======== Working data
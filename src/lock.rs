//! Bucket lock acquisition.
//!
//! Every bucket is guarded by a `parking_lot::RwLock`. [`LockMode`] decides
//! how a guard is obtained: `Blocking` parks the thread inside the lock,
//! `BusyWaiting` keeps calling `try_read`/`try_write` with a spin hint in
//! between. Either way the caller gets an RAII guard, so the lock is released
//! on every exit path including unwinding out of a user callback.

use crate::config::LockMode;
use crate::stats::BucketStats;
use parking_lot::{RwLock, RwLockReadGuard, RwLockWriteGuard};
use std::hint::spin_loop;

/// Acquire a shared guard on `lock` using `mode`.
#[inline]
pub(crate) fn acquire_read<'a, T>(
    mode: LockMode,
    lock: &'a RwLock<T>,
    stats: &BucketStats,
) -> RwLockReadGuard<'a, T> {
    #[cfg(feature = "lock-timing")]
    let start = std::time::Instant::now();

    let guard = match mode {
        LockMode::Blocking => lock.read(),
        LockMode::BusyWaiting => spin_until(|| lock.try_read(), stats),
    };

    stats.record_lock_acquisition();
    #[cfg(feature = "lock-timing")]
    stats.record_lock_wait(start.elapsed().as_nanos() as u64);
    guard
}

/// Acquire an exclusive guard on `lock` using `mode`.
#[inline]
pub(crate) fn acquire_write<'a, T>(
    mode: LockMode,
    lock: &'a RwLock<T>,
    stats: &BucketStats,
) -> RwLockWriteGuard<'a, T> {
    #[cfg(feature = "lock-timing")]
    let start = std::time::Instant::now();

    let guard = match mode {
        LockMode::Blocking => lock.write(),
        LockMode::BusyWaiting => spin_until(|| lock.try_write(), stats),
    };

    stats.record_lock_acquisition();
    #[cfg(feature = "lock-timing")]
    stats.record_lock_wait(start.elapsed().as_nanos() as u64);
    guard
}

/// Retry `attempt` until it yields a guard. Never parks.
#[inline]
fn spin_until<G, F>(mut attempt: F, stats: &BucketStats) -> G
where
    F: FnMut() -> Option<G>,
{
    let mut retries = 0u64;
    let guard = loop {
        if let Some(guard) = attempt() {
            break guard;
        }
        retries += 1;
        spin_loop();
    };
    if retries > 0 {
        stats.record_spin_retries(retries);
    }
    guard
}

#[cfg(test)]
mod tests {
    use super::*;
    use std::sync::atomic::{AtomicBool, Ordering};
    use std::sync::{Arc, Barrier};
    use std::thread;
    use std::time::Duration;

    const MODES: [LockMode; 2] = [LockMode::Blocking, LockMode::BusyWaiting];

    #[test]
    fn test_read_then_write() {
        for mode in MODES {
            let lock = RwLock::new(1);
            let stats = BucketStats::new();
            {
                let a = acquire_read(mode, &lock, &stats);
                let b = acquire_read(mode, &lock, &stats);
                assert_eq!(*a + *b, 2);
            }
            *acquire_write(mode, &lock, &stats) += 1;
            assert_eq!(*acquire_read(mode, &lock, &stats), 2);
        }
    }

    #[test]
    fn test_writer_excludes_waiting_thread() {
        for mode in MODES {
            let lock = Arc::new(RwLock::new(0u32));
            let released = Arc::new(AtomicBool::new(false));
            let barrier = Arc::new(Barrier::new(2));

            let guard = lock.write();
            let waiter = {
                let lock = Arc::clone(&lock);
                let released = Arc::clone(&released);
                let barrier = Arc::clone(&barrier);
                thread::spawn(move || {
                    let stats = BucketStats::new();
                    barrier.wait();
                    let value = *acquire_read(mode, &*lock, &stats);
                    // The writer must have let go before the read went through.
                    assert!(released.load(Ordering::SeqCst));
                    value
                })
            };

            barrier.wait();
            thread::sleep(Duration::from_millis(20));
            let mut guard = guard;
            *guard = 7;
            released.store(true, Ordering::SeqCst);
            drop(guard);

            assert_eq!(waiter.join().unwrap(), 7);
        }
    }

    #[test]
    fn test_busy_wait_writers_serialize() {
        let lock = Arc::new(RwLock::new(0u64));
        let handles: Vec<_> = (0..8)
            .map(|_| {
                let lock = Arc::clone(&lock);
                thread::spawn(move || {
                    let stats = BucketStats::new();
                    for _ in 0..1000 {
                        *acquire_write(LockMode::BusyWaiting, &*lock, &stats) += 1;
                    }
                })
            })
            .collect();

        for handle in handles {
            handle.join().unwrap();
        }
        assert_eq!(*lock.read(), 8000);
    }
}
================
## Exercise
Restate all the material above, keeping each word as it is.

## Result of this exercise
filename src/lock.rs
//! Bucket lock acquisition.
//!
//! Every bucket is guarded by a `parking_lot::RwLock`. [`LockMode`] decides
//! how a guard is obtained: `Blocking` parks the thread inside the lock,
//! `BusyWaiting` keeps calling `try_read`/`try_write` with a spin hint in
//! between. Either way the caller gets an RAII guard, so the lock is released
//! on every exit path including unwinding out of a user callback.

use crate::config::LockMode;
use crate::stats::BucketStats;
use parking_lot::{RwLock, RwLockReadGuard, RwLockWriteGuard};
use std::hint::spin_loop;

/// Acquire a shared guard on `lock` using `mode`.
#[inline]
pub(crate) fn acquire_read<'a, T>(
    mode: LockMode,
    lock: &'a RwLock<T>,
    stats: &BucketStats,
) -> RwLockReadGuard<'a, T> {
    #[cfg(feature = "lock-timing")]
    let start = std::time::Instant::now();

    let guard = match mode {
        LockMode::Blocking => lock.read(),
        LockMode::BusyWaiting => spin_until(|| lock.try_read(), stats),
    };

    stats.record_lock_acquisition();
    #[cfg(feature = "lock-timing")]
    stats.record_lock_wait(start.elapsed().as_nanos() as u64);
    guard
}

/// Acquire an exclusive guard on `lock` using `mode`.
#[inline]
pub(crate) fn acquire_write<'a, T>(
    mode: LockMode,
    lock: &'a RwLock<T>,
    stats: &BucketStats,
) -> RwLockWriteGuard<'a, T> {
    #[cfg(feature = "lock-timing")]
    let start = std::time::Instant::now();

    let guard = match mode {
        LockMode::Blocking => lock.write(),
        LockMode::BusyWaiting => spin_until(|| lock.try_write(), stats),
    };

    stats.record_lock_acquisition();
    #[cfg(feature = "lock-timing")]
    stats.record_lock_wait(start.elapsed().as_nanos() as u64);
    guard
}

/// Retry `attempt` until it yields a guard. Never parks.
#[inline]
fn spin_until<G, F>(mut attempt: F, stats: &BucketStats) -> G
where
    F: FnMut() -> Option<G>,
{
    let mut retries = 0u64;
    let guard = loop {
        if let Some(guard) = attempt() {
            break guard;
        }
        retries += 1;
        spin_loop();
    };
    if retries > 0 {
        stats.record_spin_retries(retries);
    }
    guard
}

#[cfg(test)]
mod tests {
    use super::*;
    use std::sync::atomic::{AtomicBool, Ordering};
    use std::sync::{Arc, Barrier};
    use std::thread;
    use std::time::Duration;

    const MODES: [LockMode; 2] = [LockMode::Blocking, LockMode::BusyWaiting];

    #[test]
    fn test_read_then_write() {
        for mode in MODES {
            let lock = RwLock::new(1);
            let stats = BucketStats::new();
            {
                let a = acquire_read(mode, &lock, &stats);
                let b = acquire_read(mode, &lock, &stats);
                assert_eq!(*a + *b, 2);
            }
            *acquire_write(mode, &lock, &stats) += 1;
            assert_eq!(*acquire_read(mode, &lock, &stats), 2);
        }
    }

    #[test]
    fn test_writer_excludes_waiting_thread() {
        for mode in MODES {
            let lock = Arc::new(RwLock::new(0u32));
            let released = Arc::new(AtomicBool::new(false));
            let barrier = Arc::new(Barrier::new(2));

            let guard = lock.write();
            let waiter = {
                let lock = Arc::clone(&lock);
                let released = Arc::clone(&released);
                let barrier = Arc::clone(&barrier);
                thread::spawn(move || {
                    let stats = BucketStats::new();
                    barrier.wait();
                    let value = *acquire_read(mode, &*lock, &stats);
                    // The writer must have let go before the read went through.
                    assert!(released.load(Ordering::SeqCst));
                    value
                })
            };

            barrier.wait();
            thread::sleep(Duration::from_millis(20));
            let mut guard = guard;
            *guard = 7;
            released.store(true, Ordering::SeqCst);
            drop(guard);

            assert_eq!(waiter.join().unwrap(), 7);
        }
    }

    #[test]
    fn test_busy_wait_writers_serialize() {
        let lock = Arc::new(RwLock::new(0u64));
        let handles: Vec<_> = (0..8)
            .map(|_| {
                let lock = Arc::clone(&lock);
                thread::spawn(move || {
                    let stats = BucketStats::new();
                    for _ in 0..1000 {
                        *acquire_write(LockMode::BusyWaiting, &*lock, &stats) += 1;
                    }
                })
            })
            .collect();

        for handle in handles {
            handle.join().unwrap();
        }
        assert_eq!(*lock.read(), 8000);
    }
}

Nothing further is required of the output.